The methane impact of MSW depends on its composition, how it is disposed of, where it goes, how it is managed, and meteorological conditions, among other factors — which can vary geographically. In developed countries, waste is increasingly sent to materials recovery facilities (MRF) or mechanical biological treatment (MBT) plants, where recyclables and organic waste can be recovered and sold for profit or processed into beneficial end products or commodities. The residual waste is then sent to landfills. In developing countries, where these recovery and treatment facilities are less common, the waste is often sent directly to a landfill or dump site, with limited recovery and treatment of organics and recyclables.
When organic materials like food waste, yard waste, paper and cardboard, or other decomposable waste are not recovered but instead placed in landfills and dump sites, they decompose under anaerobic conditions and produce LFG, which primarily comprises carbon dioxide and methane. Unless captured, the LFG escapes into the atmosphere, where it contributes to global warming.
Gardener removing food waste from the top of a composting bin pile, before spreading the compost onto a garden
Key Strategies for Reducing MSW Methane Emissions
When determining which actions can effectively mitigate MSW methane emissions, we must consider methane sources across the entire value chain. The report presents strategies that have proven effective in helping the MSW industry realize concrete reductions in methane emissions (as shown in the figure below), highlighting best-in-class case studies and areas for priority action over the coming decade. It goes further to describe design and operational improvements that can be implemented at the landfill and how comprehensive monitoring can be leveraged as an essential tool to mitigate methane emissions.

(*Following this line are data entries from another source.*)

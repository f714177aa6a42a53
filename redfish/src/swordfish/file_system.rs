// SPDX-FileCopyrightText: Copyright (c) 2025 NVIDIA CORPORATION & AFFILIATES. All rights reserved.
// SPDX-License-Identifier: Apache-2.0
//
// Licensed under the Apache License, Version 2.0 (the "License");
// you may not use this file except in compliance with the License.
// You may obtain a copy of the License at
//
// http://www.apache.org/licenses/LICENSE-2.0
//
// Unless required by applicable law or agreed to in writing, software
// distributed under the License is distributed on an "AS IS" BASIS,
// WITHOUT WARRANTIES OR CONDITIONS OF ANY KIND, either express or implied.
// See the License for the specific language governing permissions and
// limitations under the License.

use crate::resource::FromBase;
use crate::resource::Resource;
use crate::resource::ResourceBase;
use crate::storage::Capacity;
use crate::swordfish::ClassOfService;
use crate::swordfish::StoragePool;
use crate::Error;
use rsfish_core::Bmc;
use rsfish_core::Link;
use serde::Deserialize;
use serde::Serialize;

/// Data of a file system.
#[derive(Debug, Clone, Default, PartialEq, Serialize, Deserialize)]
#[serde(rename_all = "PascalCase")]
pub struct FileSystemData {
    /// Access capabilities, e.g. `Read` or `Write`.
    #[serde(default)]
    pub access_capabilities: Vec<String>,
    /// Block size in bytes.
    pub block_size_bytes: Option<u64>,
    /// Capacity of the file system.
    pub capacity: Option<Capacity>,
    /// Whether file names are case preserved.
    pub case_preserved: Option<bool>,
    /// Whether file names are case sensitive.
    pub case_sensitive: Option<bool>,
    /// Character code sets supported.
    #[serde(default)]
    pub character_code_set: Vec<String>,
    /// Maximum length of a file name.
    pub max_file_name_length_bytes: Option<u64>,
    /// Remaining capacity as a percentage.
    pub remaining_capacity_percent: Option<u32>,
}

#[derive(Deserialize, Default)]
struct FileSystemLinks {
    #[serde(rename = "ClassOfService", default)]
    class_of_service: Link,
}

#[derive(Deserialize)]
struct FileSystemSchema {
    #[serde(flatten)]
    data: FileSystemData,
    #[serde(rename = "CapacitySources", default)]
    capacity_sources: Link,
    #[serde(rename = "Links", default)]
    links: FileSystemLinks,
}

/// File system provided by a storage service.
pub struct FileSystem<B: Bmc> {
    base: ResourceBase<B>,
    /// Decoded file system data.
    pub data: FileSystemData,
    capacity_sources: Link,
    links: FileSystemLinks,
}

impl<B: Bmc> FileSystem<B> {
    /// Pools providing capacity to this file system.
    ///
    /// # Errors
    ///
    /// Returns error if fetching the collection or a pool fails.
    pub async fn capacity_sources(&self) -> Result<Vec<StoragePool<B>>, Error<B>> {
        self.base.list(&self.capacity_sources).await
    }

    /// Class of service of the file system.
    ///
    /// # Errors
    ///
    /// Returns [`Error::NotSupported`] if no class is linked, or any fetch
    /// error.
    pub async fn class_of_service(&self) -> Result<ClassOfService<B>, Error<B>> {
        self.base
            .follow(&self.links.class_of_service, "FileSystem ClassOfService")
            .await
    }
}

impl<B: Bmc> FromBase<B> for FileSystem<B> {
    fn from_base(base: ResourceBase<B>) -> Result<Self, Error<B>> {
        let FileSystemSchema {
            data,
            capacity_sources,
            links,
        } = base.decode()?;
        Ok(Self {
            base,
            data,
            capacity_sources,
            links,
        })
    }
}

impl<B: Bmc> Resource<B> for FileSystem<B> {
    fn base(&self) -> &ResourceBase<B> {
        &self.base
    }
}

Optimizing Landfill Design and Operation for Methane Mitigation
While it is preferable to divert organic waste to prevent it from reaching land disposal sites in the first place, organics diversion is unlikely to prevent all decomposable waste from reaching landfills and dump sites. Therefore, the report emphasizes practices for designing and operating landfills across all stages of their life cycle — from the earliest design stages to ongoing operations and maintenance — to optimize methane abatement. These strategies specifically address methane emissions from previously landfilled and future nondiverted organic waste. These measures should serve as a toolbox for landfill owners and operators as well as design experts, guiding the development of a comprehensive methane abatement strategy at individual landfills, where the optimal suite of technology solutions vary.
Making the Invisible Visible
One reason MSW methane emissions have flown under the public radar is the fact that they have been difficult to pinpoint and quantify. But today, advanced satellite and airborne remote sensing technologies are providing improved quantification and visualization of methane from solid waste facilities. These monitoring technologies have expanded evidence for some facilities generating much higher methane emissions than predicted by landfill models due to highly variable management practices. Advances in waste site methane monitoring can contribute to more accurate GHG inventories and make more of these emissions visible and therefore actionable by operators.
Changing the Trajectory of Rapidly Accelerating Methane Emissions
While some leading operators are capitalizing on the opportunities to reduce methane, waste is an environmental problem that has not been completely solved. There is more to be done, and quickly. Understanding, monitoring, and managing methane emissions from the waste sector presents a near-term opportunity to mitigate and change the trajectory of global warming — and it is an opportunity we cannot afford to overlook any longer.